__YOUR GOAL__
Filter out every line below that lacks "insert", and copy the rest.

[Saved entries]
┌────────
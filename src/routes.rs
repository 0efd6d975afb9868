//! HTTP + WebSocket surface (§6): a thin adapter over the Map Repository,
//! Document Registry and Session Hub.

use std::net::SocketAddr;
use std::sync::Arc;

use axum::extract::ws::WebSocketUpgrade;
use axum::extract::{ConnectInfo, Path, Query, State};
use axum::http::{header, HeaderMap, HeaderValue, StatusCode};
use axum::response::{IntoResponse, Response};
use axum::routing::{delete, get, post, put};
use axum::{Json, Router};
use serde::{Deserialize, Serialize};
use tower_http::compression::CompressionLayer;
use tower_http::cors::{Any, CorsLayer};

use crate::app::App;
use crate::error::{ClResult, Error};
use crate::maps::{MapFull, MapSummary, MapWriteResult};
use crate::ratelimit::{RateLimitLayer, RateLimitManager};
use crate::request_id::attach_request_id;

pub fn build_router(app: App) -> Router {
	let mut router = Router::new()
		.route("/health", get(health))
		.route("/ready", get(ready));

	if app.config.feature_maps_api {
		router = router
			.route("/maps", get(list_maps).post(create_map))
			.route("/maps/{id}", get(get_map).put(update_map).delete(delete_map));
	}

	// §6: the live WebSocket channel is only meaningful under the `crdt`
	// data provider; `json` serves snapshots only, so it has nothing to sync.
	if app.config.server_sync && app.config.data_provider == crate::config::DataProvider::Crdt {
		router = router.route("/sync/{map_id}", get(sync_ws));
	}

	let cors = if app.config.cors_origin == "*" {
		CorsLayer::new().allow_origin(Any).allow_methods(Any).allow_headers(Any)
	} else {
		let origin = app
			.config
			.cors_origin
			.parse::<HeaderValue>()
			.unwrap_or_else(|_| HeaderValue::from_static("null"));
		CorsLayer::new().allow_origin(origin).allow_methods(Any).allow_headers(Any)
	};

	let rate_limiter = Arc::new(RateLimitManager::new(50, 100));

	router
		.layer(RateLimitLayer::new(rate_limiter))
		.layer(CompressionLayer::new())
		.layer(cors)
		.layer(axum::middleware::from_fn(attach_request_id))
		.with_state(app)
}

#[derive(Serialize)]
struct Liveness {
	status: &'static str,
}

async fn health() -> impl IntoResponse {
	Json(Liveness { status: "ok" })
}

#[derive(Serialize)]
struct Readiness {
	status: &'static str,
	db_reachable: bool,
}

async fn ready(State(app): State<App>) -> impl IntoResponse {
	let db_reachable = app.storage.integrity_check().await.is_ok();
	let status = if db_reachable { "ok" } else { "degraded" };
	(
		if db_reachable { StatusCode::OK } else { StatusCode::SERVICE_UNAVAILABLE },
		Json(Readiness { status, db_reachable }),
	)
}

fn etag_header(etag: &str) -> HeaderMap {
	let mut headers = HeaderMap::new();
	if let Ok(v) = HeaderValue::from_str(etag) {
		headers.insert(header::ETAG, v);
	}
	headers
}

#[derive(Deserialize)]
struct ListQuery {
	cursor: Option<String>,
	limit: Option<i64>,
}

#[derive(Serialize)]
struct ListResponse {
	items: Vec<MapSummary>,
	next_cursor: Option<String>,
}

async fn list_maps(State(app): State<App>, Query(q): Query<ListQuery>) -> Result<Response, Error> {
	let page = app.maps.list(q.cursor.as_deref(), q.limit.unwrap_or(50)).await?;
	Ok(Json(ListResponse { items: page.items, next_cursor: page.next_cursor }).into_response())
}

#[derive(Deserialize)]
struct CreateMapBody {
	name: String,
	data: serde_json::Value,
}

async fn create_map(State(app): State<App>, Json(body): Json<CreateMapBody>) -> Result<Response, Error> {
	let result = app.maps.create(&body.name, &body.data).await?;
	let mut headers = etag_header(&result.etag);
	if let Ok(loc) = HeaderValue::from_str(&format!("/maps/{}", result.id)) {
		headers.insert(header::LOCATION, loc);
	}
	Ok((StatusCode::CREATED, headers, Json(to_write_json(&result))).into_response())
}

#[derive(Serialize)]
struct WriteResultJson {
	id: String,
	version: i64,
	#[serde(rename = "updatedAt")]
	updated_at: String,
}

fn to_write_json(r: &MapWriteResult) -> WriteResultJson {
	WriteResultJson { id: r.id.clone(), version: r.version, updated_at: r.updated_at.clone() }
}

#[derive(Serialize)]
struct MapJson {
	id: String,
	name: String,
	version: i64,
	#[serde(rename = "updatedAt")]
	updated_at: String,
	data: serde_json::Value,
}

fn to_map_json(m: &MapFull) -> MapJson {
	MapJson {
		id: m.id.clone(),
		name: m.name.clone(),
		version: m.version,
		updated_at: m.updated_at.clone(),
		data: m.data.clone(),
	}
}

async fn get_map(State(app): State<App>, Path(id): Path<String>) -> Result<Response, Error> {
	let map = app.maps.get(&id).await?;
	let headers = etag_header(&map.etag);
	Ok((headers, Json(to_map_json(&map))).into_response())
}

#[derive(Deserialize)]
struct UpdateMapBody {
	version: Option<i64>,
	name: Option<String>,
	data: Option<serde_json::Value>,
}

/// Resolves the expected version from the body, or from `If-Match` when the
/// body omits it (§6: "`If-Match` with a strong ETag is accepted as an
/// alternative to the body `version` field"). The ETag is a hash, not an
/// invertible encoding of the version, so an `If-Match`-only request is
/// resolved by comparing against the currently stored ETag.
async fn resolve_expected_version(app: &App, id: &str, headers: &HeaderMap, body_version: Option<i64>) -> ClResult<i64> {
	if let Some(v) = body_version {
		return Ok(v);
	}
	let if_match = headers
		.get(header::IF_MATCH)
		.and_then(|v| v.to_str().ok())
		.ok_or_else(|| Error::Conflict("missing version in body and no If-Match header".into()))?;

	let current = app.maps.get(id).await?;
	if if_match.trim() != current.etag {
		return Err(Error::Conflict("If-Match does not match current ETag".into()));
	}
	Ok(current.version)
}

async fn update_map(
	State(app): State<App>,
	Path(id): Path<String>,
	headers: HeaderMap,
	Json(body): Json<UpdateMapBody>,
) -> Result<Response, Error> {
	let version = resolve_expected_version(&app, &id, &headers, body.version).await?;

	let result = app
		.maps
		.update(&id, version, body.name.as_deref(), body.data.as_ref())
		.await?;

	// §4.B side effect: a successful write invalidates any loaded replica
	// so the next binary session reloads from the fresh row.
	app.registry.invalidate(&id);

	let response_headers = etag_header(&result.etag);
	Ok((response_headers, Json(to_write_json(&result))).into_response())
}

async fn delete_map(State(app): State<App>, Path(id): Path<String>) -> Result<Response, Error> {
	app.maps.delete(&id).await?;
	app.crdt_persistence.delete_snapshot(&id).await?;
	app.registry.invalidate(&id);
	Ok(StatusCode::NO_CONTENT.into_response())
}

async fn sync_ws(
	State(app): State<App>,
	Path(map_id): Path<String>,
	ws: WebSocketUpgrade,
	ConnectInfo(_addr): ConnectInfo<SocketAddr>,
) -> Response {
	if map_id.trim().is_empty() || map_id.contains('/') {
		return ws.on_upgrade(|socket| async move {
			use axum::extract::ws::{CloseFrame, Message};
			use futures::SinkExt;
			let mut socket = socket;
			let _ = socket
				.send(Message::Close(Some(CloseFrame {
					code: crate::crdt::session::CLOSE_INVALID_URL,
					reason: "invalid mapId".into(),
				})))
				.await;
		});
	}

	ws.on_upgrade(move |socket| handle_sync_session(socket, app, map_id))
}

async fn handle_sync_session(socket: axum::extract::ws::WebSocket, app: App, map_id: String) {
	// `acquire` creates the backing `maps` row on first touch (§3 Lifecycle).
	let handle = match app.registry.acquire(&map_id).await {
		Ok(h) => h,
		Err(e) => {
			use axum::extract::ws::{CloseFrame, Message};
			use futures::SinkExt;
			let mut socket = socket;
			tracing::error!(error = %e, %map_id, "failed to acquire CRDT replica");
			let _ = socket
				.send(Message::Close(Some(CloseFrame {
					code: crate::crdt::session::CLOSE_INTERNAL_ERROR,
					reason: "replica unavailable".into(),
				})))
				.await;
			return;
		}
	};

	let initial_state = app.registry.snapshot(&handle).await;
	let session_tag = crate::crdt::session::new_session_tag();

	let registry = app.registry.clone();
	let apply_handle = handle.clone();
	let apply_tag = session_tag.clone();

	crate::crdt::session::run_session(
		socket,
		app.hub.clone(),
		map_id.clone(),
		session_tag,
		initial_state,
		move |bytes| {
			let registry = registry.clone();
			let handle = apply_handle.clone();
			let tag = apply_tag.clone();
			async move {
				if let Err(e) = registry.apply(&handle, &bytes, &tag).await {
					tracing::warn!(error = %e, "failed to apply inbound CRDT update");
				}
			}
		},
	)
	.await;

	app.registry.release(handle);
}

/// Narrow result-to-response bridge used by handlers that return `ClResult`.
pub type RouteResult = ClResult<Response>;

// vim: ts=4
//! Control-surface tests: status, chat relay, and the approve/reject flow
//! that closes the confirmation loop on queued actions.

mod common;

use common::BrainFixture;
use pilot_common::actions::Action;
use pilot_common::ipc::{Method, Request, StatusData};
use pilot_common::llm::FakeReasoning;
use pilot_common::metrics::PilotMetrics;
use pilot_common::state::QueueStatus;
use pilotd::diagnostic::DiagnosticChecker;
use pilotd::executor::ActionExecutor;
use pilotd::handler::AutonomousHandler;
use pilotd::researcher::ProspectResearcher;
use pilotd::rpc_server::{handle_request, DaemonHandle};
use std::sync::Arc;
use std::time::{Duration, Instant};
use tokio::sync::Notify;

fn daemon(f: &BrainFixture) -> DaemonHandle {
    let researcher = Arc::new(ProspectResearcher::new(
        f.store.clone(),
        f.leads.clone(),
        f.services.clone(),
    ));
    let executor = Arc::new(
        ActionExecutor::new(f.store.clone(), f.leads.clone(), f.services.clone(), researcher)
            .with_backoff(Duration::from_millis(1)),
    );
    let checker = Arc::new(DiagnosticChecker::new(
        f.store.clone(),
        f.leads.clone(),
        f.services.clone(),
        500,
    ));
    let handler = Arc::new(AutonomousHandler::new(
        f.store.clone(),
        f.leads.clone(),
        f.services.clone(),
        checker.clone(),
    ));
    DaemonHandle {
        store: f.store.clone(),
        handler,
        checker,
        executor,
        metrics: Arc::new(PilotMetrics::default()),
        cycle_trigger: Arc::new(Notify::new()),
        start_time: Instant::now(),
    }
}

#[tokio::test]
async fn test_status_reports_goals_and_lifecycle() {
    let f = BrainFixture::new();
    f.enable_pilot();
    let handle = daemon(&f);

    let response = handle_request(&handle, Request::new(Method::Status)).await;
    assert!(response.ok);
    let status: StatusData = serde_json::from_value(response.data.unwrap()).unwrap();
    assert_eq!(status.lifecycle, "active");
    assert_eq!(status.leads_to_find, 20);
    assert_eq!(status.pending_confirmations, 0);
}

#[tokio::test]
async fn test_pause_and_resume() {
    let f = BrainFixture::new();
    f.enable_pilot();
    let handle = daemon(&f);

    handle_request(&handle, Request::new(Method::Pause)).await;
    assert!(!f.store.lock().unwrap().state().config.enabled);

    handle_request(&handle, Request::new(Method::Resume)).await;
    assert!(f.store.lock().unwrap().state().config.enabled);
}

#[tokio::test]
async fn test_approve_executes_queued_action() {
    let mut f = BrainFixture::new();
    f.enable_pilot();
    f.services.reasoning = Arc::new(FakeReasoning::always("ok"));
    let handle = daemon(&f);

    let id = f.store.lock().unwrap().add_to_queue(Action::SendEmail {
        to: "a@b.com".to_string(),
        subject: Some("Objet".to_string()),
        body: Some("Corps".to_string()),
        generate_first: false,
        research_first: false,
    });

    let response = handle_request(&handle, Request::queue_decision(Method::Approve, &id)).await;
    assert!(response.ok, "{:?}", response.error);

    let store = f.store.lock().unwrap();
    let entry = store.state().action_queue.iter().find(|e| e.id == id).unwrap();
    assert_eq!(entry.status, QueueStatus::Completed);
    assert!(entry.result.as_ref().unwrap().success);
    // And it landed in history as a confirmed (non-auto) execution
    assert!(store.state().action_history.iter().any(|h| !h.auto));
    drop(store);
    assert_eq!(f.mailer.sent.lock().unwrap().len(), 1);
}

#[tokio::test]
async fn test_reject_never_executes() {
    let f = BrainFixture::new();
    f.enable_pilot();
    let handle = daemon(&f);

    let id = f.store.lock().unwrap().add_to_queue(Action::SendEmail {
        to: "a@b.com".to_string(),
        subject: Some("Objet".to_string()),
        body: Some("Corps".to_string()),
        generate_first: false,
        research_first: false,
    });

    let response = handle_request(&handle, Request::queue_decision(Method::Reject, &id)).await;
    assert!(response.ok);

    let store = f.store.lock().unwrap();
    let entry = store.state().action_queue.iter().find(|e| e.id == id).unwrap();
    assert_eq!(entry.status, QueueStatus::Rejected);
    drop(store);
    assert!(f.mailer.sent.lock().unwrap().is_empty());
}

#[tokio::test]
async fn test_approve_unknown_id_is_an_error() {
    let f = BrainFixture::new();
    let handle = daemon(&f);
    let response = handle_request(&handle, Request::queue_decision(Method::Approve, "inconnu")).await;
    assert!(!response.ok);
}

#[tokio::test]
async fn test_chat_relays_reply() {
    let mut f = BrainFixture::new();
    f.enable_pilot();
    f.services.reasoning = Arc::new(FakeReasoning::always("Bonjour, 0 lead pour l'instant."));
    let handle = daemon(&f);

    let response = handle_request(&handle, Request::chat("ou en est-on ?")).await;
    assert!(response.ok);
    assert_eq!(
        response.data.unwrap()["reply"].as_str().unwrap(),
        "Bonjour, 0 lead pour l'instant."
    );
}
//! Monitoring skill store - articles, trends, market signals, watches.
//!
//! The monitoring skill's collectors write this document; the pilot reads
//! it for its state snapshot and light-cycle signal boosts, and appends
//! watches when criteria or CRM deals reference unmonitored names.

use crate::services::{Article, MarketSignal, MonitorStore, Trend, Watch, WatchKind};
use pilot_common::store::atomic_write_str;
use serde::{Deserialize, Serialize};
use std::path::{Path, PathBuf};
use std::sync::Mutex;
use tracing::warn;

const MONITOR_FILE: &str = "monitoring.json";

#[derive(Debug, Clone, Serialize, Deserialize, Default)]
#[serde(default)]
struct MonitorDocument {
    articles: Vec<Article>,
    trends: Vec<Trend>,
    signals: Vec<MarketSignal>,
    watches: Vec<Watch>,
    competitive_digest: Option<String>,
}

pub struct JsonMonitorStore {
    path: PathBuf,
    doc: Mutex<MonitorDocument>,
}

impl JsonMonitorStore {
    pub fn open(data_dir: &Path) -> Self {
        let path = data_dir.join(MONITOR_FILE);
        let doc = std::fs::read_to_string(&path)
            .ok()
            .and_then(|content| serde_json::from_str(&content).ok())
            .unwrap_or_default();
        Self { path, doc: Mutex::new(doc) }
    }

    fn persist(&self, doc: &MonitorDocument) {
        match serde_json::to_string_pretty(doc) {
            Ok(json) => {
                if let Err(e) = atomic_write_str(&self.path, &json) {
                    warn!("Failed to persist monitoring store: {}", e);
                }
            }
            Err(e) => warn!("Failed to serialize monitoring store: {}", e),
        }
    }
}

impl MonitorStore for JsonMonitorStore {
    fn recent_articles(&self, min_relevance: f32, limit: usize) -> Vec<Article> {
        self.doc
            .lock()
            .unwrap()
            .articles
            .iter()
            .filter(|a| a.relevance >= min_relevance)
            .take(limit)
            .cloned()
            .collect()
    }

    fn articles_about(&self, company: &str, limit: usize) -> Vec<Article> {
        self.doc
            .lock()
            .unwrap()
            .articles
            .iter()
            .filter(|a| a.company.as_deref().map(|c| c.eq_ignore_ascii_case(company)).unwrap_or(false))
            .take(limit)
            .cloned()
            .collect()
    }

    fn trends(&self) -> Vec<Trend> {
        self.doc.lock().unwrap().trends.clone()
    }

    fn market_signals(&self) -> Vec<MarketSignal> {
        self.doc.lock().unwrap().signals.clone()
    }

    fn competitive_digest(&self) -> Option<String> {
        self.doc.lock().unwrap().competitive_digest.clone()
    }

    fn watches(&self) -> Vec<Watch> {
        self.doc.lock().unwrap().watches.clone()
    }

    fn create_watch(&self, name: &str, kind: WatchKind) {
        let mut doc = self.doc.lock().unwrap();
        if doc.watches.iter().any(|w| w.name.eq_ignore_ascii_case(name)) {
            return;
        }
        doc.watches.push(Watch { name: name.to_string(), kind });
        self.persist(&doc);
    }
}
└────────
__YOUR RESPONSE__
		headers.insert(header::ETAG, v);
		headers.insert(header::LOCATION, loc);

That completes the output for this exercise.